**Task to complete**: Below are the entries to work from; restate word for word the portion that opens with the line containing "most once delivery" and closes with the line containing "MQTT Packet Type", keeping both.
*** Opening Extracted material ***
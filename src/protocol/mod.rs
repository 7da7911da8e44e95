//! MQTT Protocol definitions and types
//!
//! Defines the MQTT v3.1.1 packet model spoken between the bridge and its broker.

mod error;
mod packet;

pub use error::{DecodeError, EncodeError};
pub use packet::*;

/// Protocol name carried in CONNECT
pub const PROTOCOL_NAME: &str = "MQTT";

/// Protocol level for MQTT v3.1.1
pub const PROTOCOL_LEVEL: u8 = 4;

/// Quality of Service levels
#[derive(Debug, Clone, Copy, PartialEq, Eq, PartialOrd, Ord, Hash, Default)]
#[repr(u8)]
pub enum QoS {
    /// At most once delivery
    #[default]
    AtMostOnce = 0,
    /// At least once delivery
    AtLeastOnce = 1,
    /// Exactly once delivery
    ExactlyOnce = 2,
}

impl QoS {
    pub fn from_u8(v: u8) -> Option<Self> {
        match v {
            0 => Some(QoS::AtMostOnce),
            1 => Some(QoS::AtLeastOnce),
            2 => Some(QoS::ExactlyOnce),
            _ => None,
        }
    }
}

impl std::fmt::Display for QoS {
    fn fmt(&self, f: &mut std::fmt::Formatter<'_>) -> std::fmt::Result {
        write!(f, "{}", *self as u8)
    }
}

/// MQTT Packet Type
#[derive(Debug, Clone, Copy, PartialEq, Eq)]
#[repr(u8)]
pub enum PacketType {
    Connect = 1,
    ConnAck = 2,
    Publish = 3,
    PubAck = 4,
    PubRec = 5,
    PubRel = 6,
    PubComp = 7,
    Subscribe = 8,
    SubAck = 9,
    Unsubscribe = 10,
    UnsubAck = 11,
    PingReq = 12,
    PingResp = 13,
    Disconnect = 14,
}

impl PacketType {
    pub fn from_u8(v: u8) -> Option<Self> {
        match v {
            1 => Some(PacketType::Connect),
            2 => Some(PacketType::ConnAck),
            3 => Some(PacketType::Publish),
            4 => Some(PacketType::PubAck),
            5 => Some(PacketType::PubRec),
            6 => Some(PacketType::PubRel),
            7 => Some(PacketType::PubComp),
            8 => Some(PacketType::Subscribe),
            9 => Some(PacketType::SubAck),
            10 => Some(PacketType::Unsubscribe),
            11 => Some(PacketType::UnsubAck),
            12 => Some(PacketType::PingReq),
            13 => Some(PacketType::PingResp),
            14 => Some(PacketType::Disconnect),
            _ => None,
        }
    }
}

/// CONNACK return code (MQTT v3.1.1 section 3.2.2.3)
#[derive(Debug, Clone, Copy, PartialEq, Eq, Default)]
#[repr(u8)]
pub enum ConnectReturnCode {
    #[default]
    Accepted = 0,
    UnacceptableProtocolVersion = 1,
    IdentifierRejected = 2,
    ServerUnavailable = 3,
    BadUsernameOrPassword = 4,
    NotAuthorized = 5,
}

impl ConnectReturnCode {
    pub fn from_u8(v: u8) -> Option<Self> {
        match v {
            0 => Some(ConnectReturnCode::Accepted),
            1 => Some(ConnectReturnCode::UnacceptableProtocolVersion),
            2 => Some(ConnectReturnCode::IdentifierRejected),
            3 => Some(ConnectReturnCode::ServerUnavailable),
            4 => Some(ConnectReturnCode::BadUsernameOrPassword),
            5 => Some(ConnectReturnCode::NotAuthorized),
            _ => None,
        }
    }
}

impl std::fmt::Display for ConnectReturnCode {
    fn fmt(&self, f: &mut std::fmt::Formatter<'_>) -> std::fmt::Result {
        match self {
            Self::Accepted => write!(f, "connection accepted"),
            Self::UnacceptableProtocolVersion => write!(f, "unacceptable protocol version"),
            Self::IdentifierRejected => write!(f, "identifier rejected"),
            Self::ServerUnavailable => write!(f, "server unavailable"),
            Self::BadUsernameOrPassword => write!(f, "bad user name or password"),
            Self::NotAuthorized => write!(f, "not authorized"),
        }
    }
}

/// SUBACK return code for a single topic filter
#[derive(Debug, Clone, Copy, PartialEq, Eq)]
pub enum SubscribeReturnCode {
    /// Subscription accepted with the granted maximum QoS
    Success(QoS),
    /// Subscription refused by the broker
    Failure,
}

impl SubscribeReturnCode {
    pub fn from_u8(v: u8) -> Option<Self> {
        match v {
            0x80 => Some(SubscribeReturnCode::Failure),
            v => QoS::from_u8(v).map(SubscribeReturnCode::Success),
        }
    }

    pub fn to_u8(self) -> u8 {
        match self {
            SubscribeReturnCode::Success(qos) => qos as u8,
            SubscribeReturnCode::Failure => 0x80,
        }
    }
}
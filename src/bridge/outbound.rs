//! Broker output topic to downstream service

use std::sync::Arc;

use tracing::{debug, error};

use super::{log_failure, DeliveryError, Direction, Downstream, FailureContext, FailureHook};
use crate::client::{InboundMessage, PubSub, Subscription};
use crate::message::Message;
use crate::protocol::QoS;

/// Forwards broker messages to the downstream service
#[derive(Clone)]
pub struct OutboundBridge {
    downstream: Arc<dyn Downstream>,
    on_failure: FailureHook,
}

impl OutboundBridge {
    pub fn new(downstream: Arc<dyn Downstream>) -> Self {
        Self {
            downstream,
            on_failure: log_failure(),
        }
    }

    /// Replace the default logging failure hook
    pub fn with_failure_hook(mut self, hook: FailureHook) -> Self {
        self.on_failure = hook;
        self
    }

    /// Decode one broker message and deliver it downstream.
    ///
    /// The service's reply is discarded once it has been checked.
    pub async fn process(&self, payload: &[u8]) -> Result<Message, DeliveryError> {
        let message = Message::decode(payload)?;
        let reply = self.downstream.send(&message).await?;
        Ok(reply)
    }

    /// Process one message, reporting any failure to the hook
    pub async fn forward(&self, inbound: InboundMessage) {
        match self.process(&inbound.payload).await {
            Ok(reply) => {
                debug!(
                    "Delivered message from '{}' (reply module '{}')",
                    inbound.topic, reply.module
                );
            }
            Err(err) => {
                let command = match err {
                    DeliveryError::Decode(_) => None,
                    _ => Message::decode(&inbound.payload).ok().map(|m| m.command),
                };
                let ctx = FailureContext {
                    direction: Direction::Outbound,
                    topic: inbound.topic.to_string(),
                    command,
                };
                (self.on_failure)(&ctx, &err);
            }
        }
    }

    /// Forward every message from `subscription`, each on its own task.
    ///
    /// Returns when the subscription ends.
    pub async fn run(&self, mut subscription: Subscription) {
        debug!("Outbound bridge forwarding '{}'", subscription.filter());
        while let Some(inbound) = subscription.recv().await {
            let bridge = self.clone();
            tokio::spawn(async move { bridge.forward(inbound).await });
        }
        debug!("Outbound bridge stopped");
    }

    /// Subscribe to `output_topic` and forward until the subscription ends
    pub async fn serve<P>(&self, pubsub: Arc<P>, output_topic: &str)
    where
        P: PubSub + ?Sized,
    {
        match pubsub.subscribe(output_topic, QoS::AtMostOnce).await {
            Ok(subscription) => self.run(subscription).await,
            Err(e) => error!("Outbound bridge failed to subscribe to '{}': {}", output_topic, e),
        }
    }
}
*** Closing Extracted material ***
**Response area**:
    /// At most once delivery
    #[default]
    AtMostOnce = 0,
    /// At least once delivery
    AtLeastOnce = 1,
    /// Exactly once delivery
    ExactlyOnce = 2,
}

impl QoS {
    pub fn from_u8(v: u8) -> Option<Self> {
        match v {
            0 => Some(QoS::AtMostOnce),
            1 => Some(QoS::AtLeastOnce),
            2 => Some(QoS::ExactlyOnce),
            _ => None,
        }
    }
}

impl std::fmt::Display for QoS {
    fn fmt(&self, f: &mut std::fmt::Formatter<'_>) -> std::fmt::Result {
        write!(f, "{}", *self as u8)
    }
}

/// MQTT Packet Type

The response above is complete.